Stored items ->
_ _ _
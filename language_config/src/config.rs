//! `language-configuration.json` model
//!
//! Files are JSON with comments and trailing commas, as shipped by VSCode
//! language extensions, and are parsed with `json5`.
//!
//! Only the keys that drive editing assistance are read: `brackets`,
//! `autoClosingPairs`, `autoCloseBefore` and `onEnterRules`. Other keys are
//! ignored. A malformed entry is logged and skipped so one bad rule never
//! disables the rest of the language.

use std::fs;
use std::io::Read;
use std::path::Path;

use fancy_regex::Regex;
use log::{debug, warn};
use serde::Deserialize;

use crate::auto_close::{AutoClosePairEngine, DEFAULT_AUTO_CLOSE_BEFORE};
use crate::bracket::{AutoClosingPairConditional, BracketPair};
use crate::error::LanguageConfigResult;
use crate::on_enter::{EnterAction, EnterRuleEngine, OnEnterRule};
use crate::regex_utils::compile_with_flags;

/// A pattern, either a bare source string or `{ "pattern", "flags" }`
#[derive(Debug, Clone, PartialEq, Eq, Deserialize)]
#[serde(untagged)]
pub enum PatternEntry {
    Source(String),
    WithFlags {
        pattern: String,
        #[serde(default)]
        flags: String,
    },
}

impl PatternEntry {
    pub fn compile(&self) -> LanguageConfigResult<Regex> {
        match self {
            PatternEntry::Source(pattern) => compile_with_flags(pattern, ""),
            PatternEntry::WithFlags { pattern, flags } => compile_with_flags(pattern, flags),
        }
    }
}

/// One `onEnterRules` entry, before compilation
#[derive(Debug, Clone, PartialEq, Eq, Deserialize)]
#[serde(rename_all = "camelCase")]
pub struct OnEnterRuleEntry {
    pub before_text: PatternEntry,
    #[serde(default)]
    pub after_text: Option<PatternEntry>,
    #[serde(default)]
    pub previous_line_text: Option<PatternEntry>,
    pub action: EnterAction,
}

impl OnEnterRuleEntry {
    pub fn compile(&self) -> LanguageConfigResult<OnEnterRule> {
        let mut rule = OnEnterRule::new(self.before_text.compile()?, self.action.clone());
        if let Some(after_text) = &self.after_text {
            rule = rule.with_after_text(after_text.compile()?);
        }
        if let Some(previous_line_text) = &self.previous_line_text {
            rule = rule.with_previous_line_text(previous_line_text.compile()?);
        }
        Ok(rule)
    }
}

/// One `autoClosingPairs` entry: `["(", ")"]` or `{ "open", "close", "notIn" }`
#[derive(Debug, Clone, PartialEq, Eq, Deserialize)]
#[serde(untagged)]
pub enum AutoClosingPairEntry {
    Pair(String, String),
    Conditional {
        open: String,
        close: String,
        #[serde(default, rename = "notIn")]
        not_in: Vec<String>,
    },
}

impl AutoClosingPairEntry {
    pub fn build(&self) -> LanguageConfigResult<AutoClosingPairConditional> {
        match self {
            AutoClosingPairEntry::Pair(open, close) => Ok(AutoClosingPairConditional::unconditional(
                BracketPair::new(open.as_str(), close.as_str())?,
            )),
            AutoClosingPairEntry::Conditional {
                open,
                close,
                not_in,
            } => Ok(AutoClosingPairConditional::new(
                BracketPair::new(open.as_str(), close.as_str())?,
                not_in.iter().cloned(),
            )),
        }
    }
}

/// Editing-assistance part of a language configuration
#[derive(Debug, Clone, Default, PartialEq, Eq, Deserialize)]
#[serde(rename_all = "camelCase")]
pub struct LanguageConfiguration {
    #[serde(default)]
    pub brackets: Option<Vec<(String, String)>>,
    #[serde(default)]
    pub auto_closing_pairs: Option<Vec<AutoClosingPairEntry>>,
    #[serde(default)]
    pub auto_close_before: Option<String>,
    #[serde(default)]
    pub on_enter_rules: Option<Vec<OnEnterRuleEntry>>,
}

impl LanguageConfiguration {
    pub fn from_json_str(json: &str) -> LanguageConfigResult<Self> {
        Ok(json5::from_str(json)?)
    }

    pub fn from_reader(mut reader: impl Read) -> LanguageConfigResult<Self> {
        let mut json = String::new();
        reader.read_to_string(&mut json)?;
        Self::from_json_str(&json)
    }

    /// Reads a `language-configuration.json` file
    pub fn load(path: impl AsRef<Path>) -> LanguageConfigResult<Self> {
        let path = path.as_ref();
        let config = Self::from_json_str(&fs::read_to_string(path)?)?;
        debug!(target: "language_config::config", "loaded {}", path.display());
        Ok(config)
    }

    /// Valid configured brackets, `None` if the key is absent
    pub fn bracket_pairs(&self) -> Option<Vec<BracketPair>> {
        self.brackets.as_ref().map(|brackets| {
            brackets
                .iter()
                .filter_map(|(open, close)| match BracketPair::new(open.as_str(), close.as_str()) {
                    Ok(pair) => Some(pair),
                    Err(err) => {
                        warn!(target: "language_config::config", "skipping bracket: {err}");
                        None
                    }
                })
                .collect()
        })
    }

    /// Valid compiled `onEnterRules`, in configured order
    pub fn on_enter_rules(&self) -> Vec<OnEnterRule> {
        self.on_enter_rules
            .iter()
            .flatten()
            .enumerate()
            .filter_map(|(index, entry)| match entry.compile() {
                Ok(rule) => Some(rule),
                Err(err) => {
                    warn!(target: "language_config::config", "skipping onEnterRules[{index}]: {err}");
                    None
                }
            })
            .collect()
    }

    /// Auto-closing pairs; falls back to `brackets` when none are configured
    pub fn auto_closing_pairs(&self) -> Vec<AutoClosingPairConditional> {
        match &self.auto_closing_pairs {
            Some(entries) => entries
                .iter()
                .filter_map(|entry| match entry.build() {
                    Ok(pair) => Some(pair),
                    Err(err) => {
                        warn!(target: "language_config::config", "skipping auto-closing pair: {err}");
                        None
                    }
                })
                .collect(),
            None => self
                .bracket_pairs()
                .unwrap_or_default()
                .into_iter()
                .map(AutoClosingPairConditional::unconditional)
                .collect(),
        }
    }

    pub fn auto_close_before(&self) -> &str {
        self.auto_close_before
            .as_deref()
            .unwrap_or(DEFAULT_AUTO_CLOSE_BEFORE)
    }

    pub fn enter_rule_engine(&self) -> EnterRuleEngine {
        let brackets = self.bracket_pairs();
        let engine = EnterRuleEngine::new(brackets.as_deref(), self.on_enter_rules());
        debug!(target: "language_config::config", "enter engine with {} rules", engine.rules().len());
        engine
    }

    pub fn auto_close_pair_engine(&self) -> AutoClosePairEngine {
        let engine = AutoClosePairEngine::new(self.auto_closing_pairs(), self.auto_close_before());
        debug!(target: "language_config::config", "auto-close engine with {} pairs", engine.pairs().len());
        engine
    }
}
_ _ _
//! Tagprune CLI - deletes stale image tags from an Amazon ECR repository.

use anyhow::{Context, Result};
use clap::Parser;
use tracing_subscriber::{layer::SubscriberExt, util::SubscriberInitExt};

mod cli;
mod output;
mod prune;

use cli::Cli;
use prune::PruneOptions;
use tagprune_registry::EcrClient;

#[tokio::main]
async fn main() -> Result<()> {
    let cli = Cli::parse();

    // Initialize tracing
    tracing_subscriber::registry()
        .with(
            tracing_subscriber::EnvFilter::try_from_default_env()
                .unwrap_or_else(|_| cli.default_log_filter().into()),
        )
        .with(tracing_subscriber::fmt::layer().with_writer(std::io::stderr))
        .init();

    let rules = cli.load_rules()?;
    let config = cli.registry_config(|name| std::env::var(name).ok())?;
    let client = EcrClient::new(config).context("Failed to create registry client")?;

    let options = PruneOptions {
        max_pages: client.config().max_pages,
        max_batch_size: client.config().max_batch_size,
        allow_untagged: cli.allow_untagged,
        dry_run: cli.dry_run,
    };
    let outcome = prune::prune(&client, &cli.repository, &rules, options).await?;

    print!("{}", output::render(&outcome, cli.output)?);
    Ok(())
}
_ _ _
Task description -> Pull out each line of the entries that contains "outcome".

Solved exercise ->
    let outcome = prune::prune(&client, &cli.repository, &rules, options).await?;
    print!("{}", output::render(&outcome, cli.output)?);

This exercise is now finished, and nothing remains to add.